- Promotional poster for the season
- Hosted by: Arielle Vandenberg
- No. of days: 40
- No. of contestants: 31
- Winners: Caleb Corprew; Justine Ndiba;
- Runners-up: Johnny Middlebrooks; Cely Vazquez;
- No. of episodes: 34

Release
- Original network: CBS
- Original release: August 24 – September 30, 2020

Season chronology
- ← Previous Season 1Next → Season 3

= Love Island USA season 2 =

2020 season of Love Island USA

The second season of Love Island premiered August 24, 2020 on CBS. This season was originally scheduled to premiere on May 21, 2020 and was to be taking place in Fiji for second consecutive season; however, when the COVID-19 pandemic in Fiji forced production to postpone indefinitely. CBS later announced that Love Island would be relocated to film on the roof of Las Vegas, Nevada, The Cromwell — a casino hotel on the Las Vegas Strip. Matthew Hoffman provided voice-over narration.

==Format==

Love Island is a reality television program in which a group of contestants, who are referred to as "Islanders", are living in a villa in Las Vegas. The Islanders are cut off from the outside world and are under constant video surveillance. To survive in the villa, the Islanders must be in a relationship with another Islander. The Islanders couple up for the first time on first impressions but they are later forced to "re-couple" at special ceremonies in which they can choose to remain with their current partners or to switch partners. At the villa, the couples must share a bed for sleeping and are permitted to talk with other Islanders at any time, allowing them to get to know everyone. While in the villa, each Islander has his or her own telephone, with which they can contact other Islanders via text and can receive text messages informing them of the latest challenges, dumpings, and re-couplings. The Islanders are presented with many games and challenges that are designed to test their physical and mental abilities, after which the winners are sometimes presented with special prizes, such as a night at the Hideaway or a special date.

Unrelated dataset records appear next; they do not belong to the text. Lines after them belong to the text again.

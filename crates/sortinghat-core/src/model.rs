//! Registry entities: individuals, identities, profiles, groups and the
//! enrollments linking them.
//!
//! Ownership is acyclic: an [`Individual`] owns its identities, its profile
//! and its enrollments. Back-references (identity to individual, enrollment to
//! group) are plain keys resolved through the store.

use chrono::{DateTime, Utc};
use serde::{Deserialize, Serialize};

use crate::period::Period;

// ─── Individuals & identities ────────────────────────────────────────────────

/// A real-world person. `mk` is the uuid of the identity that founded it.
#[derive(Debug, Clone, PartialEq, Eq, Serialize, Deserialize)]
pub struct Individual {
  pub mk:            String,
  pub is_locked:     bool,
  pub created_at:    DateTime<Utc>,
  pub last_modified: DateTime<Utc>,
}

/// One observation of an actor in a data source.
#[derive(Debug, Clone, PartialEq, Eq, Serialize, Deserialize)]
pub struct Identity {
  pub uuid:          String,
  pub source:        String,
  pub name:          Option<String>,
  pub email:         Option<String>,
  pub username:      Option<String>,
  /// `mk` of the owning individual.
  pub individual:    String,
  pub created_at:    DateTime<Utc>,
  pub last_modified: DateTime<Utc>,
}

/// Input to `add_identity`: the raw tuple, before hashing.
#[derive(Debug, Clone, Default, PartialEq, Eq, Serialize, Deserialize)]
pub struct NewIdentity {
  pub source:   String,
  pub name:     Option<String>,
  pub email:    Option<String>,
  pub username: Option<String>,
}

impl NewIdentity {
  pub fn new(source: impl Into<String>) -> Self {
    Self { source: source.into(), ..Default::default() }
  }

  pub fn name(mut self, name: impl Into<String>) -> Self {
    self.name = Some(name.into());
    self
  }

  pub fn email(mut self, email: impl Into<String>) -> Self {
    self.email = Some(email.into());
    self
  }

  pub fn username(mut self, username: impl Into<String>) -> Self {
    self.username = Some(username.into());
    self
  }
}

// ─── Profiles & countries ────────────────────────────────────────────────────

/// An ISO 3166-1 country.
#[derive(Debug, Clone, PartialEq, Eq, Serialize, Deserialize)]
pub struct Country {
  /// Alpha-2 code.
  pub code:   String,
  pub name:   String,
  pub alpha3: String,
}

/// Summary attributes of an individual, at most one per individual.
#[derive(Debug, Clone, Default, PartialEq, Eq, Serialize, Deserialize)]
pub struct Profile {
  pub individual: String,
  pub name:       Option<String>,
  pub email:      Option<String>,
  pub gender:     Option<String>,
  /// Confidence in `gender`, `1..=100`.
  pub gender_acc: Option<u8>,
  pub is_bot:     bool,
  pub country:    Option<Country>,
}

impl Profile {
  /// A profile seeded from an identity's `name` and `email`.
  pub fn seeded(individual: &str, name: Option<String>, email: Option<String>) -> Self {
    Self {
      individual: individual.to_owned(),
      name,
      email,
      ..Default::default()
    }
  }
}

/// Partial profile update. The outer `Option` says whether the field is
/// touched at all; an inner `None` clears it.
#[derive(Debug, Clone, Default, PartialEq, Eq, Serialize, Deserialize)]
pub struct ProfileUpdate {
  #[serde(default, deserialize_with = "double_option", skip_serializing_if = "Option::is_none")]
  pub name:         Option<Option<String>>,
  #[serde(default, deserialize_with = "double_option", skip_serializing_if = "Option::is_none")]
  pub email:        Option<Option<String>>,
  #[serde(default, deserialize_with = "double_option", skip_serializing_if = "Option::is_none")]
  pub gender:       Option<Option<String>>,
  #[serde(default, deserialize_with = "double_option", skip_serializing_if = "Option::is_none")]
  pub gender_acc:   Option<Option<i64>>,
  #[serde(default, deserialize_with = "double_option", skip_serializing_if = "Option::is_none")]
  pub is_bot:       Option<Option<bool>>,
  #[serde(default, deserialize_with = "double_option", skip_serializing_if = "Option::is_none")]
  pub country_code: Option<Option<String>>,
}

impl ProfileUpdate {
  pub fn is_empty(&self) -> bool { self == &Self::default() }
}

/// Distinguishes an explicit `null` from an absent field.
fn double_option<'de, D, T>(de: D) -> Result<Option<Option<T>>, D::Error>
where
  D: serde::Deserializer<'de>,
  T: Deserialize<'de>,
{
  Option::<T>::deserialize(de).map(Some)
}

// ─── Groups ──────────────────────────────────────────────────────────────────

/// Whether a group is a top-level organization or a team inside one.
#[derive(Debug, Clone, Copy, PartialEq, Eq, Serialize, Deserialize)]
#[serde(rename_all = "lowercase")]
pub enum GroupKind {
  Organization,
  Team,
}

/// A node of the group tree.
#[derive(Debug, Clone, PartialEq, Eq, Serialize, Deserialize)]
pub struct Group {
  pub id:         i64,
  pub name:       String,
  pub kind:       GroupKind,
  /// For teams: the organization at the root of the tree.
  pub parent_org: Option<i64>,
  /// For teams nested under another team.
  pub parent:     Option<i64>,
  pub created_at: DateTime<Utc>,
}

#[derive(Debug, Clone, PartialEq, Eq, Serialize, Deserialize)]
pub struct Domain {
  pub domain:        String,
  pub is_top_domain: bool,
  /// Name of the owning organization.
  pub organization:  String,
}

#[derive(Debug, Clone, PartialEq, Eq, Serialize, Deserialize)]
pub struct Alias {
  pub alias:        String,
  pub organization: String,
}

/// An organization together with its lookup keys and teams.
#[derive(Debug, Clone, Serialize, Deserialize)]
pub struct OrganizationView {
  pub name:    String,
  pub domains: Vec<Domain>,
  pub aliases: Vec<String>,
  pub teams:   Vec<String>,
}

// ─── Enrollments ─────────────────────────────────────────────────────────────

/// Affiliation of an individual with a group during a period.
#[derive(Debug, Clone, PartialEq, Eq, Serialize, Deserialize)]
pub struct Enrollment {
  pub id:         i64,
  pub individual: String,
  pub group:      i64,
  pub period:     Period,
}

/// An enrollment as presented to callers, with group names resolved.
#[derive(Debug, Clone, PartialEq, Eq, Serialize, Deserialize)]
pub struct EnrollmentView {
  pub group:      String,
  pub kind:       GroupKind,
  pub parent_org: Option<String>,
  pub start:      DateTime<Utc>,
  pub end:        DateTime<Utc>,
}

// ─── Materialised view ───────────────────────────────────────────────────────

/// The read model for an individual. Assembled on read, never stored.
#[derive(Debug, Clone, Serialize, Deserialize)]
pub struct IndividualView {
  pub mk:            String,
  pub is_locked:     bool,
  pub created_at:    DateTime<Utc>,
  pub last_modified: DateTime<Utc>,
  pub identities:    Vec<Identity>,
  pub profile:       Option<Profile>,
  /// Ordered by `(start, end)`.
  pub enrollments:   Vec<EnrollmentView>,
}

#[cfg(test)]
mod tests {
  use super::*;

  #[test]
  fn profile_update_tells_null_from_absent() {
    let update: ProfileUpdate =
      serde_json::from_str(r#"{"name": null, "is_bot": true}"#).unwrap();
    assert_eq!(update.name, Some(None));
    assert_eq!(update.is_bot, Some(Some(true)));
    assert_eq!(update.email, None);
    assert!(!update.is_empty());
    assert!(ProfileUpdate::default().is_empty());
  }

  #[test]
  fn new_identity_builder() {
    let id = NewIdentity::new("scm").email("jsmith@example.com").username("jsmith");
    assert_eq!(id.source, "scm");
    assert_eq!(id.email.as_deref(), Some("jsmith@example.com"));
    assert_eq!(id.name, None);
  }
}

Islanders can be eliminated, or "dumped", for several reasons; these include remaining single after a re-coupling and by public vote through the Love Island mobile app. During the show's final week, members of the public vote to decide which couple should win the series; the couple who receive the most votes win.

At the envelope ceremony on finale night, the couple who received the highest number of votes from the public receive two envelopes, one for each partner. One envelope contains and the other contains nothing. The partner with the envelope may choose whether to share the money with his or her partner as a test of trust and commitment.

==Islanders==

The original islanders of the second season of Love Island USA.
Top: Mackenzie, Kaitlynn, Cely, Justine and Moira
Bottom row: Jeremiah, James, Tre, Carrington, Connor and Johnny

On August 17, 2020, the initial islanders were revealed.

Noah Purvis was removed from the villa on Day 28 due to him having a pornographic career before appearing on the show.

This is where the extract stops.